Oldooz Pooyanfar demonstrates a model of a hive with the sensors installed.

SFU Mechatronics grad protecting bee hivesSFU Mechatronics grad protecting bee hives

“If the bee disappeared off the surface of the globe, then man would have only four years of life left. No more bees, no more pollination, no more plants, no more animals, no more man.” Albert Einstein.

Oldooz Pooyanfar demonstrates a model of a hive with the sensors installed.
Oldooz Pooyanfar demonstrates a model of a hive with the sensors installed.

In Canada, and the Fraser Valley in particular, agriculture is a big part of the economy, much of which hinges on a healthy population of bees to pollinate the crops each year.

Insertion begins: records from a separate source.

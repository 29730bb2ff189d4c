//! Tracing setup for hosts that do not install their own subscriber.

use anyhow::Context;
use tracing_subscriber::EnvFilter;

/// Install a fmt subscriber. `RUST_LOG` wins over `default_filter`.
///
/// A subscriber that is already installed is left in place.
pub fn init(default_filter: &str) -> anyhow::Result<()> {
    let filter = match EnvFilter::try_from_default_env() {
        Ok(filter) => filter,
        Err(_) => EnvFilter::try_new(default_filter)
            .with_context(|| format!("invalid log filter: {default_filter}"))?,
    };

    if tracing_subscriber::fmt()
        .with_env_filter(filter)
        .with_target(false)
        .try_init()
        .is_err()
    {
        tracing::debug!("tracing subscriber already installed");
    }
    Ok(())
}
//! Popup fragments
//!
//! View models for the four parts of the popup: search form, pagination
//! bar, result table and accumulator bar. They carry no markup; a host
//! turns them into whatever it renders.
//!
//! Every interactive control raises exactly one [`PickerEvent`] on the
//! session bus. Pagination and search controls stay silent while the
//! [`NavigationGate`] is closed.

use classhelper_types::{DropdownOption, Record};

use crate::api::PageResult;
use crate::catalog::Translations;
use crate::descriptor::{LinkDescriptor, SearchField};
use crate::events::{EventSender, NavigationGate, PageDirection, PickerEvent};
use crate::query::SearchFilters;
use crate::selection::SelectionSet;

/// Everything shown in a freshly opened popup.
#[derive(Debug, Clone)]
pub struct PopupView {
    pub stylesheet: String,
    pub search: Option<SearchFragment>,
    pub pagination: PaginationFragment,
    pub table: TableFragment,
    pub accumulator: AccumulatorFragment,
}

// ============================================================================
// SEARCH
// ============================================================================

#[derive(Debug, Clone, PartialEq, Eq)]
pub enum SearchInput {
    Text { name: String },
    Dropdown { name: String, options: Vec<DropdownOption> },
}

impl SearchInput {
    pub fn name(&self) -> &str {
        match self {
            SearchInput::Text { name } | SearchInput::Dropdown { name, .. } => name,
        }
    }
}

#[derive(Debug, Clone)]
pub struct SearchFragment {
    pub inputs: Vec<SearchInput>,
    pub search_label: String,
    pub reset_label: String,
    bus: EventSender,
    gate: NavigationGate,
}

impl SearchFragment {
    /// Submit the form. Returns whether the search was raised.
    pub fn submit<I, K, V>(&self, values: I) -> bool
    where
        I: IntoIterator<Item = (K, V)>,
        K: Into<String>,
        V: Into<String>,
    {
        if !self.gate.is_open() {
            return false;
        }
        let filters: SearchFilters = values
            .into_iter()
            .map(|(k, v)| (k.into(), v.into()))
            .collect();
        self.bus.emit(PickerEvent::SearchSubmitted { filters })
    }

    /// Submit with every input blank.
    pub fn submit_empty(&self) -> bool {
        self.submit(
            self.inputs
                .iter()
                .map(|input| (input.name().to_string(), String::new())),
        )
    }
}

// ============================================================================
// PAGINATION
// ============================================================================

#[derive(Debug, Clone)]
pub struct PageControl {
    pub label: String,
    pub uri: String,
    direction: PageDirection,
    view: u64,
    bus: EventSender,
    gate: NavigationGate,
}

impl PageControl {
    /// Follow the link. Returns whether the request was raised.
    pub fn activate(&self) -> bool {
        if !self.gate.is_open() {
            return false;
        }
        self.bus.emit_for_view(
            PickerEvent::PageRequested {
                direction: self.direction,
                uri: self.uri.clone(),
            },
            self.view,
        )
    }
}

#[derive(Debug, Clone)]
pub struct PaginationFragment {
    pub prev: Option<PageControl>,
    /// `"first..last"` row numbers of the page.
    pub info: String,
    pub next: Option<PageControl>,
}

// ============================================================================
// TABLE
// ============================================================================

#[derive(Debug, Clone)]
pub struct TableRow {
    pub key: String,
    pub cells: Vec<String>,
    pub selected: bool,
    bus: EventSender,
}

impl TableRow {
    pub fn toggle(&self) -> bool {
        self.bus.emit(PickerEvent::RowToggled {
            key: self.key.clone(),
        })
    }
}

#[derive(Debug, Clone)]
pub struct TableFragment {
    pub headers: Vec<String>,
    pub rows: Vec<TableRow>,
}

impl TableFragment {
    pub fn row(&self, key: &str) -> Option<&TableRow> {
        self.rows.iter().find(|row| row.key == key)
    }
}

// ============================================================================
// ACCUMULATOR
// ============================================================================

#[derive(Debug, Clone)]
pub struct AccumulatorFragment {
    /// Preview of the joined selection.
    pub value: String,
    pub apply_label: String,
    pub cancel_label: String,
    bus: EventSender,
}

impl AccumulatorFragment {
    pub fn apply(&self) -> bool {
        self.finalize()
    }

    /// Raises the same event as Apply.
    pub fn cancel(&self) -> bool {
        self.finalize()
    }

    fn finalize(&self) -> bool {
        self.bus.emit(PickerEvent::SelectionFinalized {
            value: self.value.clone(),
        })
    }
}

// ============================================================================
// BUILDER
// ============================================================================

/// Builds fragments wired to one session's bus.
///
/// Pure given its inputs: the same data always yields the same fragment.
#[derive(Debug, Clone)]
pub struct FragmentBuilder {
    bus: EventSender,
    gate: NavigationGate,
    translations: Translations,
}

impl FragmentBuilder {
    pub fn new(bus: EventSender, gate: NavigationGate, translations: Translations) -> Self {
        Self {
            bus,
            gate,
            translations,
        }
    }

    pub fn search(&self, fields: &[SearchField], options: &[Vec<DropdownOption>]) -> SearchFragment {
        let inputs = fields
            .iter()
            .enumerate()
            .map(|(idx, field)| match (&field.dropdown, options.get(idx)) {
                (Some(_), Some(options)) if !options.is_empty() => SearchInput::Dropdown {
                    name: field.name.clone(),
                    options: options.clone(),
                },
                _ => SearchInput::Text {
                    name: field.name.clone(),
                },
            })
            .collect();

        SearchFragment {
            inputs,
            search_label: self.translations.get("Search").to_string(),
            reset_label: self.translations.get("Reset").to_string(),
            bus: self.bus.clone(),
            gate: self.gate.clone(),
        }
    }

    /// Controls are omitted for directions the server gave no link for.
    pub fn pagination(
        &self,
        page: &PageResult,
        page_index: u32,
        page_size: u32,
        view: u64,
    ) -> PaginationFragment {
        let control = |uri: &Option<String>, direction, label: &str| {
            uri.as_ref().map(|uri| PageControl {
                label: self.translations.get(label).to_string(),
                uri: uri.clone(),
                direction,
                view,
                bus: self.bus.clone(),
                gate: self.gate.clone(),
            })
        };

        PaginationFragment {
            prev: control(&page.previous_page_uri, PageDirection::Prev, "Prev"),
            info: page_range(page_index, page_size),
            next: control(&page.next_page_uri, PageDirection::Next, "Next"),
        }
    }

    pub fn table(
        &self,
        descriptor: &LinkDescriptor,
        rows: &[Record],
        selection: &SelectionSet,
    ) -> TableFragment {
        let key_field = descriptor.key_field();
        let rows = rows
            .iter()
            .map(|record| {
                let key = key_field
                    .map(|field| PageResult::cell(record, field))
                    .unwrap_or_default();
                TableRow {
                    selected: selection.contains(&key),
                    cells: descriptor
                        .display_fields
                        .iter()
                        .map(|field| PageResult::cell(record, field))
                        .collect(),
                    key,
                    bus: self.bus.clone(),
                }
            })
            .collect();

        TableFragment {
            headers: descriptor.display_fields.clone(),
            rows,
        }
    }

    pub fn accumulator(&self, selection: &SelectionSet) -> AccumulatorFragment {
        AccumulatorFragment {
            value: selection.current_value(),
            apply_label: self.translations.get("Apply").to_string(),
            cancel_label: self.translations.get("Cancel").to_string(),
            bus: self.bus.clone(),
        }
    }
}

/// Row range label, e.g. page 2 of size 10 is `"11..20"`.
pub fn page_range(page_index: u32, page_size: u32) -> String {
    let index = u64::from(page_index.max(1));
    let size = u64::from(page_size);
    format!("{}..{}", 1 + (index - 1) * size, index * size)
}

Bees are critical in keeping Canada number one in the world for canola production, second in the world for blueberry production and 16th in the world for apple production. We have a lot riding on the wings of these incredible creatures that are vulnerable to disease, infestations and damaging environmental factors.

Oldooz Pooyanfar, a graduate student in Mechantronics Systems Engineering (MSE) program at Simon Fraser University in Surrey, is doing something about safeguarding the bees. She is designing a high tech system which allows for the monitoring of bee health in the hive, without disturbing the hive.

“The project arose after a beekeeper approached the program to find better ways of monitoring bee colonies,” Pooyanfar said. Physically inspecting a hive results in a 24 hour interruption in production of honey which has a physiological impact on the colony and an economic impact on the operator.

“We’re installing sensors to monitor vibration, sound, humidity and temperature to observe the brood hive which is where the queen is,” Pooyanfar explained at the unveiling of the new Metatronics Centre at Surrey’s SFU Campus. “We’ll look for patterns that could alert us to changes in the hive such as infestations, or if the queen dies, any abnormalities that would let the beekeepers know without then having to physically check the hives. There are a lot of diseases which can cause the colony to collapse. And in winter it’s harder to monitor because they’re covered, so with the sensors we can look for abnormalities and then alert the beekeepers.”

Pooyanfar said that the program is currently working out of Honeyview Farms in Chilliwack,

and estimates that it might be a year or so before the program is ready for prime time.

“We have to collect the data for the whole year, but after that we’re just hoping to give it to as many beekeepers as possible. The more who are involved, the better the data, and our predictions can be better.”

Did you know: There are approximately 7,000 beekeepers in Canada operating a total of 600,000 colonies of honeybees. According to the Canadian Honey Council, we produce 75 million pounds of honey annually. Approximately approximately two-thirds from the prairie provinces, one third from rest of country. Half of all honey produced is exported, 80-90% is exported to the USA. The estimated value of honey bees to crop pollination in Canada is over $2 billion.